-- ACTIVITY --
Wherever the string "LoadedAdapter" occurs in a line of these records, report that line.
___
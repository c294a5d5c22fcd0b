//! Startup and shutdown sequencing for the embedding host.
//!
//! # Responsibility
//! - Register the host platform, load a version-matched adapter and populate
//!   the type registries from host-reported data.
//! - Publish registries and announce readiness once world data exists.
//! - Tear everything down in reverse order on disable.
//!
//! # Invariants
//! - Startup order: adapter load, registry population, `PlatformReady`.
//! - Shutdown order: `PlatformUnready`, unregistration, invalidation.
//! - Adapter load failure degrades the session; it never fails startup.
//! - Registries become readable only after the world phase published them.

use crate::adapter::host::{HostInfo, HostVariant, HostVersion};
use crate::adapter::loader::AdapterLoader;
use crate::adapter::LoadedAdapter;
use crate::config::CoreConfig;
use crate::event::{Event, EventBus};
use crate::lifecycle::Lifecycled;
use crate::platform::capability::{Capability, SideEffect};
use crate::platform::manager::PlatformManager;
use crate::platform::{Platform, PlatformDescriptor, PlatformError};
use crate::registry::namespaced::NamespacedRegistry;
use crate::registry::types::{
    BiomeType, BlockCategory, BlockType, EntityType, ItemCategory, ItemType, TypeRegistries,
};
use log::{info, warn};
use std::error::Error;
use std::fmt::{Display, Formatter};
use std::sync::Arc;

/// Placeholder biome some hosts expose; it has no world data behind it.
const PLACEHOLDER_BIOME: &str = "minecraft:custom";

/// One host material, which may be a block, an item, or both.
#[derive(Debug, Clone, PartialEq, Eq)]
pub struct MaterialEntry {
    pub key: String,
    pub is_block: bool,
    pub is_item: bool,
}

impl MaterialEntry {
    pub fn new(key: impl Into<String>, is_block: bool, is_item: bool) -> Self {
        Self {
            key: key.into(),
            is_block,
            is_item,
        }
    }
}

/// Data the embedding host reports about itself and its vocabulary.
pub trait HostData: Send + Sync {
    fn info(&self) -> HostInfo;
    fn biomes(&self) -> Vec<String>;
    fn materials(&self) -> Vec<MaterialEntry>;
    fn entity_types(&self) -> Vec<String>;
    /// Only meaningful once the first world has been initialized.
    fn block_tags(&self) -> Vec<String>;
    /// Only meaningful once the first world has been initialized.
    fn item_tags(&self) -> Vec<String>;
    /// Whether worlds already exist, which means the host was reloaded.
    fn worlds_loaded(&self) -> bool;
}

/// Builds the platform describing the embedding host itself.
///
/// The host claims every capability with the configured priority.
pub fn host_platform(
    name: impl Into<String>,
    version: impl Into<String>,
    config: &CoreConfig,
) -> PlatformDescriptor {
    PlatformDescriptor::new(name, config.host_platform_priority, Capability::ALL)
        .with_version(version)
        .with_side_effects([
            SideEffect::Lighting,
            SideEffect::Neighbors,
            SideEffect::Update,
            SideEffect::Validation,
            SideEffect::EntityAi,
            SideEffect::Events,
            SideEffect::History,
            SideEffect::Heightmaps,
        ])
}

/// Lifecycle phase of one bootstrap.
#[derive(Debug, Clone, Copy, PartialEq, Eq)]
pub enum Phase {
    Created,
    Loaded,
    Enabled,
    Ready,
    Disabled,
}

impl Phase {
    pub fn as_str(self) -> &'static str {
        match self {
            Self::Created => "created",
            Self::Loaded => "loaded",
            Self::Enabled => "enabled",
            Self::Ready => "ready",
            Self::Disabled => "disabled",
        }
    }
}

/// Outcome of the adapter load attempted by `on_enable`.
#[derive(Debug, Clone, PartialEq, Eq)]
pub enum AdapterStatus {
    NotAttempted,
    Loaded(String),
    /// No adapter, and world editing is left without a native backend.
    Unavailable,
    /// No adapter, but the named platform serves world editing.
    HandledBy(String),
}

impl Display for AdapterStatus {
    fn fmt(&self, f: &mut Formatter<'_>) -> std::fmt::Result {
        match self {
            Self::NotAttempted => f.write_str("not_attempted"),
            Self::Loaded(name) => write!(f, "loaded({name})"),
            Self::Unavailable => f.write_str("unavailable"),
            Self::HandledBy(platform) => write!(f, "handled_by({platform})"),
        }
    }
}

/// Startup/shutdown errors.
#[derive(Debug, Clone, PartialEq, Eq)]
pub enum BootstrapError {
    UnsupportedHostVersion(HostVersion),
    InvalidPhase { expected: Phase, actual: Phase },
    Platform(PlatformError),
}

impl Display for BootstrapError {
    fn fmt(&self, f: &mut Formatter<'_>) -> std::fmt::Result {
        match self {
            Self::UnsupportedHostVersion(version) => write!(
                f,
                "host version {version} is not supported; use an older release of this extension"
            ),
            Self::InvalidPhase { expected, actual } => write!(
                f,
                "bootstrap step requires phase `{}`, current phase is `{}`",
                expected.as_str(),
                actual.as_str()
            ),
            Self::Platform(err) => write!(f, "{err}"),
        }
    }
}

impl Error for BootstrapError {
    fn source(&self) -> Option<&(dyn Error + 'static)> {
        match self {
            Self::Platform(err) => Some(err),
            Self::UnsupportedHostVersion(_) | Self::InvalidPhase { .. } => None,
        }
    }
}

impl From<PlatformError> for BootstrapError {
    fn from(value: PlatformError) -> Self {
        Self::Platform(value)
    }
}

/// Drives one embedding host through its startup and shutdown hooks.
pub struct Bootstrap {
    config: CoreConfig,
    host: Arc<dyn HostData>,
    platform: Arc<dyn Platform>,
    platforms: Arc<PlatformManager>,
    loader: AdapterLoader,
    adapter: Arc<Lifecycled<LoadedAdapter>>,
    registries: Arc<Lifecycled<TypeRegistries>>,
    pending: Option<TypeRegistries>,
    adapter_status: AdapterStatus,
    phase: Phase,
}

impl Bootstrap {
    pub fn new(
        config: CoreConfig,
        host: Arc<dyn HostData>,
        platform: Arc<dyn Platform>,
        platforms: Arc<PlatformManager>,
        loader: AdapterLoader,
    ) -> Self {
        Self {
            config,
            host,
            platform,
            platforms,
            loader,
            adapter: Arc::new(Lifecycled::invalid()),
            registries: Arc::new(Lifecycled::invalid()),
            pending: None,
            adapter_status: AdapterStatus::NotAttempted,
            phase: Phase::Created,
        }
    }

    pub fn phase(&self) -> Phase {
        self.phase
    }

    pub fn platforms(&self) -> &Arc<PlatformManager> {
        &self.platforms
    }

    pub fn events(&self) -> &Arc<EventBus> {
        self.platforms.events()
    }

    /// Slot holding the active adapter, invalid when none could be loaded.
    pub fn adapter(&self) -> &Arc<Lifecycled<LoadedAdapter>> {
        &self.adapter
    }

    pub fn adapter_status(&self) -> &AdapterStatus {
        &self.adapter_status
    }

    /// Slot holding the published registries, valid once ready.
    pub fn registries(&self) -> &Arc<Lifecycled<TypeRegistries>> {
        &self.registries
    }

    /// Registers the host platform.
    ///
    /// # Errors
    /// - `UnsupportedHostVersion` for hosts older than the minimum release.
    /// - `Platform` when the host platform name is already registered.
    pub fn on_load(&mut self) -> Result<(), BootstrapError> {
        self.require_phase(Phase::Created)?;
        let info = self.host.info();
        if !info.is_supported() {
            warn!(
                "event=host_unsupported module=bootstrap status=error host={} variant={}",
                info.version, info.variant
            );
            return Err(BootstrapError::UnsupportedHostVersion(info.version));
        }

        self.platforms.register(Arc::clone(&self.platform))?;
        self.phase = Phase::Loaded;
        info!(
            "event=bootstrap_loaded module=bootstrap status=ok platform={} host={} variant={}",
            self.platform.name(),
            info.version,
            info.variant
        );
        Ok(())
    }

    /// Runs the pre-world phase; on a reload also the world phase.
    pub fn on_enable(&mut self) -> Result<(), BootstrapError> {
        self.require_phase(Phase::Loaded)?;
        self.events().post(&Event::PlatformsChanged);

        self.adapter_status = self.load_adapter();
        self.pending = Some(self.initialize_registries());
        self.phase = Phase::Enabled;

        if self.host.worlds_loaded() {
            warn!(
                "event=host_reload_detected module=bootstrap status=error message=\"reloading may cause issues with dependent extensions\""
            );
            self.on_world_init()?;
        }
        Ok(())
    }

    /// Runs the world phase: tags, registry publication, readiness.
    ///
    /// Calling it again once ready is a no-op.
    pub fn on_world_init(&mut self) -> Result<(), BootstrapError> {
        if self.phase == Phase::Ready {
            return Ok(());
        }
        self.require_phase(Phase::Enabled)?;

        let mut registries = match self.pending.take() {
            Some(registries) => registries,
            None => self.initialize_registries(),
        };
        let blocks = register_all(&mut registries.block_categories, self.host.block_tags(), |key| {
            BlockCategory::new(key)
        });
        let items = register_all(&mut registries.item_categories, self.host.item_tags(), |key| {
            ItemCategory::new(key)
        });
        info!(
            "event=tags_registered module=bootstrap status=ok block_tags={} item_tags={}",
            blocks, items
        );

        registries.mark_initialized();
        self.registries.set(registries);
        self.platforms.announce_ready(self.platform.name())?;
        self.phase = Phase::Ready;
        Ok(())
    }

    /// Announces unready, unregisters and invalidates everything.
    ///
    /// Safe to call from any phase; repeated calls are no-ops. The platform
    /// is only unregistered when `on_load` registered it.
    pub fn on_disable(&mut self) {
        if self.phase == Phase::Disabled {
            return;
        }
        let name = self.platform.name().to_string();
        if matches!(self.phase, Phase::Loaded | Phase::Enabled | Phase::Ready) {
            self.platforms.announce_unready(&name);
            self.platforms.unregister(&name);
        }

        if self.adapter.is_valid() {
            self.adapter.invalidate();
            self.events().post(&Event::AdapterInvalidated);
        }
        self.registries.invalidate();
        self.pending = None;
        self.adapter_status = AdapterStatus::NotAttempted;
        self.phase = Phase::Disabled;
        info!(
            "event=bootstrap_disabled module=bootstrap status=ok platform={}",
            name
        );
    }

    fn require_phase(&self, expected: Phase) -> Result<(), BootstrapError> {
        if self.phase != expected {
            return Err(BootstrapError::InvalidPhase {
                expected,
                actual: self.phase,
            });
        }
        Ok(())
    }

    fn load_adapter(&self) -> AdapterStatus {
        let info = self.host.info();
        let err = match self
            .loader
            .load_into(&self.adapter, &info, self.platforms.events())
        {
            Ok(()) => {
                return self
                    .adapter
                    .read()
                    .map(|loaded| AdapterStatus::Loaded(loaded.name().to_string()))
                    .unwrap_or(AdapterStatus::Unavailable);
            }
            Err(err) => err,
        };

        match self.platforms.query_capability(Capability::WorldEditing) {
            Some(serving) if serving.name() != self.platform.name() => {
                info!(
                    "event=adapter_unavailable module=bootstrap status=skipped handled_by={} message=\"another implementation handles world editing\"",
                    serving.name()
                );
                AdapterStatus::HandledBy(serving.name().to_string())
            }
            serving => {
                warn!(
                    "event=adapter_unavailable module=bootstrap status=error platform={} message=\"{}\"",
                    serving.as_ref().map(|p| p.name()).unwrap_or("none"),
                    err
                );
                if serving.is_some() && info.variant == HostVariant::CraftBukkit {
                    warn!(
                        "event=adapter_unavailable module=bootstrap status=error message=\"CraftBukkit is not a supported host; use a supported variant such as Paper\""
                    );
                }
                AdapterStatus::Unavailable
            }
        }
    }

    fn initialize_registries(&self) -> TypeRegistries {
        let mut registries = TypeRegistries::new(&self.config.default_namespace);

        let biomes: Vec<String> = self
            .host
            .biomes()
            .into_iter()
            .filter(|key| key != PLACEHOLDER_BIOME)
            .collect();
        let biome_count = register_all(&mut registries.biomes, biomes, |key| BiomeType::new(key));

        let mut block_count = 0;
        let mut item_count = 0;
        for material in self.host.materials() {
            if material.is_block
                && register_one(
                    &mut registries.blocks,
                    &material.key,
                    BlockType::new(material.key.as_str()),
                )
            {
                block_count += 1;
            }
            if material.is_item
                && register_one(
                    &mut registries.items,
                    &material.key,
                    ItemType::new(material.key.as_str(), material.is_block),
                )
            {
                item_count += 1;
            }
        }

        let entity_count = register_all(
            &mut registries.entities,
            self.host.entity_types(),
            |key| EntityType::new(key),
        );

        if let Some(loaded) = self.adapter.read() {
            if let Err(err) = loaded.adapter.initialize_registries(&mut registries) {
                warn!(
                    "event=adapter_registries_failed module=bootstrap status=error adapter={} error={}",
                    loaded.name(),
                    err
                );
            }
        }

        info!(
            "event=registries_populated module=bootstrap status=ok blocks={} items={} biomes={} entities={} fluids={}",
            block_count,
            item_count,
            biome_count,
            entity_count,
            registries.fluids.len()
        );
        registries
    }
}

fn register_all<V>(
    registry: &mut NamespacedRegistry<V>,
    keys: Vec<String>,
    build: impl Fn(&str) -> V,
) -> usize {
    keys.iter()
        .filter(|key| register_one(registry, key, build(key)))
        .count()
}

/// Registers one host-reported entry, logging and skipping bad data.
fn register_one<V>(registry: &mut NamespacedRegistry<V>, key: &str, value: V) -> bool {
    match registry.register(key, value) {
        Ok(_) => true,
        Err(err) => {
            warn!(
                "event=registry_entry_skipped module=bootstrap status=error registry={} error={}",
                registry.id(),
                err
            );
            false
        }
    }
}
___
-- TASK ANSWER --
use crate::adapter::LoadedAdapter;
    adapter: Arc<Lifecycled<LoadedAdapter>>,
    pub fn adapter(&self) -> &Arc<Lifecycled<LoadedAdapter>> {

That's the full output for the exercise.